Continuing decision-making about the future of Boe House that began amidst cost cutting earlier this year, St. Olaf is still in conversations with Allina Health about the possibility of outsourcing.

According to Tim Burke, spokesperson for Allina Health, the health organization sent St. Olaf a proposal as early as Nov. 10.

However, according to Kari Vanderveen, Associate Director for Media Relations, the proposal only offered a preliminary estimate of the proposed services and did not have information the College needed to determine if it is a viable plan.

“We are still very much at the beginning phases of these discussions,” Vanderveen said.

As the conversations progress, she affirmed that the College has much to consider.

“There are a number of considerations the College is taking into account as these discussions move forward, including access to services and providers; patient privacy and confidentiality; and payment/insurance,” Vanderveen said. “All of these things are part of the dialogue with Allina.”

She also reasserted that, for the time being, students have access to Boe House services as usual and no changes to the services would be made within the 2017-2018 academic year.

Still, many students are concerned about possible future changes and student feedback.

“It’s not been a transparent process at all,” Greater Than Campaign Chair Sarah Freyermuth ’19 said. Greater Than is a student organization that advocates for mental health and connects students with mental health services on campus.

Many Greater Than advocates are afraid of what a transition to insurance-based counseling services, which Allina’s would likely be, would mean for students.
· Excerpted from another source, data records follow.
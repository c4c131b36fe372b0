//! HTTP error responses

use axum::extract::rejection::JsonRejection;
use axum::http::StatusCode;
use axum::response::{IntoResponse, Response};
use axum::Json;
use serde_json::json;
use std::fmt;

use crate::location::ReportError;

pub type ApiResult<T> = Result<T, ApiError>;

/// An error rendered as `{"error": {"message", "status"}}`
#[derive(Debug)]
pub struct ApiError {
    pub status: StatusCode,
    pub message: String,
}

impl ApiError {
    pub fn new(status: StatusCode, message: impl Into<String>) -> Self {
        Self {
            status,
            message: message.into(),
        }
    }

    pub fn bad_request(message: impl Into<String>) -> Self {
        Self::new(StatusCode::BAD_REQUEST, message)
    }

    pub fn not_found(message: impl Into<String>) -> Self {
        Self::new(StatusCode::NOT_FOUND, message)
    }

    pub fn service_unavailable(message: impl Into<String>) -> Self {
        Self::new(StatusCode::SERVICE_UNAVAILABLE, message)
    }
}

impl fmt::Display for ApiError {
    fn fmt(&self, f: &mut fmt::Formatter<'_>) -> fmt::Result {
        write!(f, "{}", self.message)
    }
}

impl std::error::Error for ApiError {}

impl IntoResponse for ApiError {
    fn into_response(self) -> Response {
        let body = Json(json!({
            "error": {
                "message": self.message,
                "status": self.status.as_u16(),
            }
        }));

        (self.status, body).into_response()
    }
}

impl From<ReportError> for ApiError {
    fn from(err: ReportError) -> Self {
        Self::bad_request(err.to_string())
    }
}

// Both syntax and shape errors in a body are the client's fault
impl From<JsonRejection> for ApiError {
    fn from(rejection: JsonRejection) -> Self {
        tracing::debug!(error = %rejection, "Rejected request body");
        Self::bad_request(rejection.body_text())
    }
}
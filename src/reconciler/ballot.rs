//! Selection-scoped facts: the selected election, the "has voted" fact for the
//! (election, account) pair and the candidate list shown for it.
//!
//! Every read issued for the current selection carries a [`Ticket`]. Changing
//! the selection or the account bumps the epoch, so answers to reads issued
//! for an earlier selection are recognised and dropped.

use std::collections::BTreeMap;

use alloy::primitives::Address;
use election_contract::{Candidate, CandidateId, ElectionId};

#[derive(Debug, Clone, Copy, PartialEq, Eq)]
pub struct Ticket {
    pub epoch: u64,
    pub election_id: ElectionId,
    pub account: Option<Address>,
}

#[derive(Debug, Clone, Copy, PartialEq, Eq, Default)]
pub enum HasVoted {
    #[default]
    Unknown,
    Known(bool),
}

impl HasVoted {
    pub fn as_option(&self) -> Option<bool> {
        match self {
            HasVoted::Unknown => None,
            HasVoted::Known(v) => Some(*v),
        }
    }
}

#[derive(Debug, Default)]
pub struct Selection {
    election_id: Option<ElectionId>,
    account: Option<Address>,
    epoch: u64,
    has_voted: HasVoted,
    candidates: BTreeMap<CandidateId, Candidate>,
    vote_in_flight: Option<CandidateId>,
}

impl Selection {
    pub fn election_id(&self) -> Option<ElectionId> {
        self.election_id
    }

    pub fn account(&self) -> Option<Address> {
        self.account
    }

    pub fn has_voted(&self) -> HasVoted {
        self.has_voted
    }

    pub fn vote_in_flight(&self) -> Option<CandidateId> {
        self.vote_in_flight
    }

    pub fn candidates(&self) -> impl Iterator<Item = &Candidate> {
        self.candidates.values()
    }

    pub fn candidate(&self, id: CandidateId) -> Option<&Candidate> {
        self.candidates.get(&id)
    }

    pub fn total_votes(&self) -> u64 {
        self.candidates.values().map(|c| c.vote_count).sum()
    }

    /// Selects an election. Facts of the previous selection are forgotten.
    pub fn select(&mut self, election_id: ElectionId) {
        self.election_id = Some(election_id);
        self.reset();
    }

    /// Changes the account the ballot fact refers to. A vote still in flight
    /// belongs to the previous account and no longer blocks the ballot.
    pub fn set_account(&mut self, account: Option<Address>) {
        if self.account != account {
            self.account = account;
            self.has_voted = HasVoted::Unknown;
            self.vote_in_flight = None;
            self.epoch += 1;
        }
    }

    fn reset(&mut self) {
        self.epoch += 1;
        self.has_voted = HasVoted::Unknown;
        self.candidates.clear();
        self.vote_in_flight = None;
    }

    pub fn ticket(&self) -> Option<Ticket> {
        self.election_id.map(|election_id| Ticket {
            epoch: self.epoch,
            election_id,
            account: self.account,
        })
    }

    pub fn is_current(&self, ticket: &Ticket) -> bool {
        self.ticket().as_ref() == Some(ticket)
    }

    /// Applies a "has voted" answer. Returns `true` if it was current and changed the fact.
    pub fn apply_has_voted(&mut self, ticket: &Ticket, voted: bool) -> bool {
        if !self.is_current(ticket) || ticket.account.is_none() {
            return false;
        }
        let next = HasVoted::Known(voted);
        let changed = self.has_voted != next;
        self.has_voted = next;
        changed
    }

    /// Merges a candidate list. Counts only grow, so a late answer never
    /// lowers a count already seen. Returns `true` if anything changed.
    pub fn apply_candidates(&mut self, ticket: &Ticket, candidates: Vec<Candidate>) -> bool {
        if !self.is_current(ticket) {
            return false;
        }
        let mut changed = false;
        for candidate in candidates {
            match self.candidates.get_mut(&candidate.id) {
                Some(known) if known.vote_count >= candidate.vote_count => {}
                Some(known) => {
                    known.vote_count = candidate.vote_count;
                    changed = true;
                }
                None => {
                    self.candidates.insert(candidate.id, candidate);
                    changed = true;
                }
            }
        }
        changed
    }

    pub fn begin_vote(&mut self, candidate_id: CandidateId) {
        self.vote_in_flight = Some(candidate_id);
    }

    /// Ends the in-flight vote if `ticket` is still current.
    pub fn end_vote(&mut self, ticket: &Ticket) -> bool {
        if !self.is_current(ticket) {
            return false;
        }
        self.vote_in_flight.take().is_some()
    }
}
This could introduce new stumbling blocks, such as co-pays, an inability to hide treatment from others on the insurance plan and a required diagnosis for treatment.
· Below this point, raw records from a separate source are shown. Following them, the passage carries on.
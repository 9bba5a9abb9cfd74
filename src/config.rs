use std::{path::PathBuf, time::Duration};

use alloy::primitives::Address;
use anyhow::Context;
use clap::Parser;
use url::Url;

pub const DEFAULT_RPC_URL: &str = "http://127.0.0.1:8545";
pub const DEFAULT_CONTRACT_ADDRESS: &str = "0x59b670e9fA9D0A427751Af201D676719a970857b";
pub const DEFAULT_POLL_INTERVAL_SECS: u64 = 5;
/// Slightly more than the hour a demo election usually runs.
pub const DEFAULT_ADVANCE_SECS: u64 = 4000;
pub const DEFAULT_SESSION_FILE: &str = ".de-vote-session.json";

#[derive(Parser, Debug, Clone)]
#[command(version, about = "Terminal client for on-chain elections", long_about = None)]
pub struct Args {
    /// JSON-RPC endpoint of the chain hosting the voting contract
    #[arg(long, env = "VOTE_RPC_URL", default_value = DEFAULT_RPC_URL)]
    pub rpc_url: String,

    /// Address of the deployed voting contract
    #[arg(long = "contract", env = "VOTE_CONTRACT_ADDRESS", default_value = DEFAULT_CONTRACT_ADDRESS)]
    pub contract_address: String,

    /// Private key of a wallet account, may be repeated
    #[arg(
        short = 'K',
        long = "private-key",
        env = "VOTE_PRIVATE_KEYS",
        value_delimiter = ','
    )]
    pub private_keys: Vec<String>,

    /// Seconds between status polls
    #[arg(long, env = "VOTE_POLL_INTERVAL", default_value_t = DEFAULT_POLL_INTERVAL_SECS)]
    pub poll_interval_secs: u64,

    /// Seconds added by `advance-time` on a local development chain
    #[arg(long, env = "VOTE_ADVANCE_SECS", default_value_t = DEFAULT_ADVANCE_SECS)]
    pub advance_secs: u64,

    /// Where the connected account is remembered between runs
    #[arg(long, env = "VOTE_SESSION_FILE", default_value = DEFAULT_SESSION_FILE)]
    pub session_file: PathBuf,

    /// Run against an in-process contract instead of a chain
    #[arg(long)]
    pub simulate: bool,

    /// Print one JSON event per line instead of text
    #[arg(long)]
    pub json: bool,
}

/// Validated client settings.
#[derive(Debug, Clone)]
pub struct ClientConfig {
    pub rpc_url: Url,
    pub contract_address: Address,
    pub private_keys: Vec<String>,
    pub poll_interval: Duration,
    pub advance_secs: u64,
    pub session_file: PathBuf,
    pub simulate: bool,
    pub json: bool,
}

impl ClientConfig {
    pub fn from_args(args: Args) -> anyhow::Result<Self> {
        let rpc_url = args
            .rpc_url
            .parse::<Url>()
            .context(format!("Failed to parse RPC url: {}", args.rpc_url))?;
        let contract_address = args
            .contract_address
            .parse::<Address>()
            .context(format!(
                "Failed to parse contract address: {}",
                args.contract_address
            ))?;
        anyhow::ensure!(
            args.poll_interval_secs > 0,
            "Poll interval must be at least one second"
        );
        Ok(Self {
            rpc_url,
            contract_address,
            private_keys: args
                .private_keys
                .into_iter()
                .filter(|k| !k.trim().is_empty())
                .collect(),
            poll_interval: Duration::from_secs(args.poll_interval_secs),
            advance_secs: args.advance_secs,
            session_file: args.session_file,
            simulate: args.simulate,
            json: args.json,
        })
    }
}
“You have to have a diagnosis in order for it to be billable to insurance, so right now there are a lot of people who go to Boe House who aren’t diagnosed who go there just to talk about regular, everyday things, or could be diagnosed but don’t necessarily want that on their permanent record,” Freyermuth said.
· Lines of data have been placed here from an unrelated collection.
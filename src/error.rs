use election_contract::{CandidateId, ElectionId};
use vote_ui_protocol::v1::ErrorKind;

/// How a rejected vote is reported. Decided from the failure message.
#[derive(Debug, Clone, PartialEq, Eq)]
pub enum WriteFailure {
    UserRejected,
    AlreadyVoted,
    ElectionConcluded,
    Generic(String),
}

/// Classifies a failed vote by the revert or transport message.
pub fn classify_write_failure(message: &str) -> WriteFailure {
    let lower = message.to_lowercase();
    if lower.contains("user rejected")
        || lower.contains("user denied")
        || lower.contains("code: 4001")
        || lower.contains("\"code\":4001")
    {
        WriteFailure::UserRejected
    } else if lower.contains("already voted") {
        WriteFailure::AlreadyVoted
    } else if lower.contains("concluded")
        || lower.contains("has ended")
        || lower.contains("not active")
        || lower.contains("is closed")
    {
        WriteFailure::ElectionConcluded
    } else {
        WriteFailure::Generic(message.to_string())
    }
}

impl From<WriteFailure> for VoteError {
    fn from(failure: WriteFailure) -> Self {
        match failure {
            WriteFailure::UserRejected => VoteError::UserRejected,
            WriteFailure::AlreadyVoted => VoteError::AlreadyVoted,
            WriteFailure::ElectionConcluded => VoteError::ElectionConcluded,
            WriteFailure::Generic(msg) => VoteError::WriteFailed(msg),
        }
    }
}

#[derive(Debug, thiserror::Error)]
pub enum VoteError {
    #[error("Please connect your wallet first")]
    ConnectionUnavailable,
    #[error("Request rejected in the wallet")]
    UserRejected,
    #[error("Failed to read from the contract: {0}")]
    ReadFailure(String),
    #[error("You have already voted in this election")]
    AlreadyVoted,
    #[error("This election is closed. Results are finalized.")]
    ElectionConcluded,
    #[error("Failed to cast vote. Please try again. ({0})")]
    WriteFailed(String),

    #[error("No election selected")]
    NoElectionSelected,
    #[error("Election {0} does not exist")]
    UnknownElection(ElectionId),
    #[error("State of election {0} is not known yet, refresh first")]
    StatusUnknown(ElectionId),
    #[error("A vote is already being submitted")]
    VoteInProgress,
    #[error("Candidate {0} is not part of the selected election")]
    UnknownCandidate(CandidateId),
    #[error("Time advancement failed: {0}")]
    TimeAdvance(String),

    #[error(transparent)]
    SessionError(#[from] SessionError),
}

impl VoteError {
    /// Whether retrying the same action can succeed.
    pub fn is_retryable(&self) -> bool {
        matches!(
            self,
            VoteError::ReadFailure(_)
                | VoteError::WriteFailed(_)
                | VoteError::UserRejected
                | VoteError::StatusUnknown(_)
                | VoteError::VoteInProgress
                | VoteError::TimeAdvance(_)
        )
    }

    pub fn kind(&self) -> ErrorKind {
        match self {
            VoteError::ConnectionUnavailable => ErrorKind::ConnectionUnavailable,
            VoteError::UserRejected => ErrorKind::UserRejected,
            VoteError::ReadFailure(_) | VoteError::TimeAdvance(_) => ErrorKind::ReadFailure,
            VoteError::AlreadyVoted => ErrorKind::AlreadyVoted,
            VoteError::ElectionConcluded => ErrorKind::ElectionConcluded,
            VoteError::WriteFailed(_) => ErrorKind::WriteFailure,
            VoteError::SessionError(SessionError::NoWallet) => ErrorKind::ConnectionUnavailable,
            VoteError::NoElectionSelected
            | VoteError::UnknownElection(_)
            | VoteError::StatusUnknown(_)
            | VoteError::VoteInProgress
            | VoteError::UnknownCandidate(_)
            | VoteError::SessionError(_) => ErrorKind::InvalidRequest,
        }
    }
}

#[derive(Debug, thiserror::Error)]
pub enum SessionError {
    #[error("No wallet available")]
    NoWallet,
    #[error("Account {0} is not available in the wallet")]
    UnknownAccount(String),
    #[error("Failed to parse address: {0}")]
    AddressParsingError(#[from] alloy::hex::FromHexError),
    #[error("Failed to parse signer: {0}")]
    SignerParsingError(#[from] alloy::signers::local::LocalSignerError),
    #[error("I/O error: {0}")]
    IoError(#[from] std::io::Error),
    #[error("JSON processing error: {0}")]
    JsonError(#[from] serde_json::Error),
}

#[derive(Debug, thiserror::Error)]
pub enum CliError {
    #[error("Can't split the line")]
    SplitLineError,
    #[error("{0}")]
    UnknownCommand(String),
}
According to surveys conducted by the Wellness Center and shared with Greater Than, 34.2 percent of Oles have “felt so depressed it was difficult to function” in the last 12 months and a large number have “been diagnosed or treated by a medical professional,” including 16 percent for anxiety and 14.3 percent for depression.

In order to address possible future changes, Greater Than is planning on hosting a town hall during interim or second semester where students and possibly mental health professionals or those knowledgeable about insurance can talk about what changes may mean.

At the Student Government Association’s Student Senate meeting on Nov. 28, a number of students addressed concerns about the future of Boe House. Vice President of Student Life Greg Kneser affirmed no changes would be made within the year. Kneser addressed a number of unanswered questions from Allina, including the role of insurance and if the College may implement a health fee.

“I want to remind you that nothing is free, you pay for this one way or another – if it’s rolled into the comprehensive fee it competes with athletics, academics, etc,” Kneser said. “If it was a tacked on health fee, it wouldn’t be up against a choice in a reducing resource environment where it’s competing against everything else on campus.”

He also responded to concerns about hiring counselors of color to more adequately address the needs of students of color.

“We heard last year that students want more providers of color to be able to see our students,” Kneser said. “In order to meet the breadth of diversity there is at St. Olaf, one provider wouldn’t be enough. We want to know the availability of access to a network of providers so we can have Somali providers, Hmong providers, etc. The only way to get access to a network like that is to go outside of the model that we currently have.”

The College is also taking steps to address student concerns, with an event in the works.

“We’re in the process of scheduling a listening session for the first part of second semester that will be open to any student who wishes to weigh in on counseling services at St. Olaf,” Vanderveen said.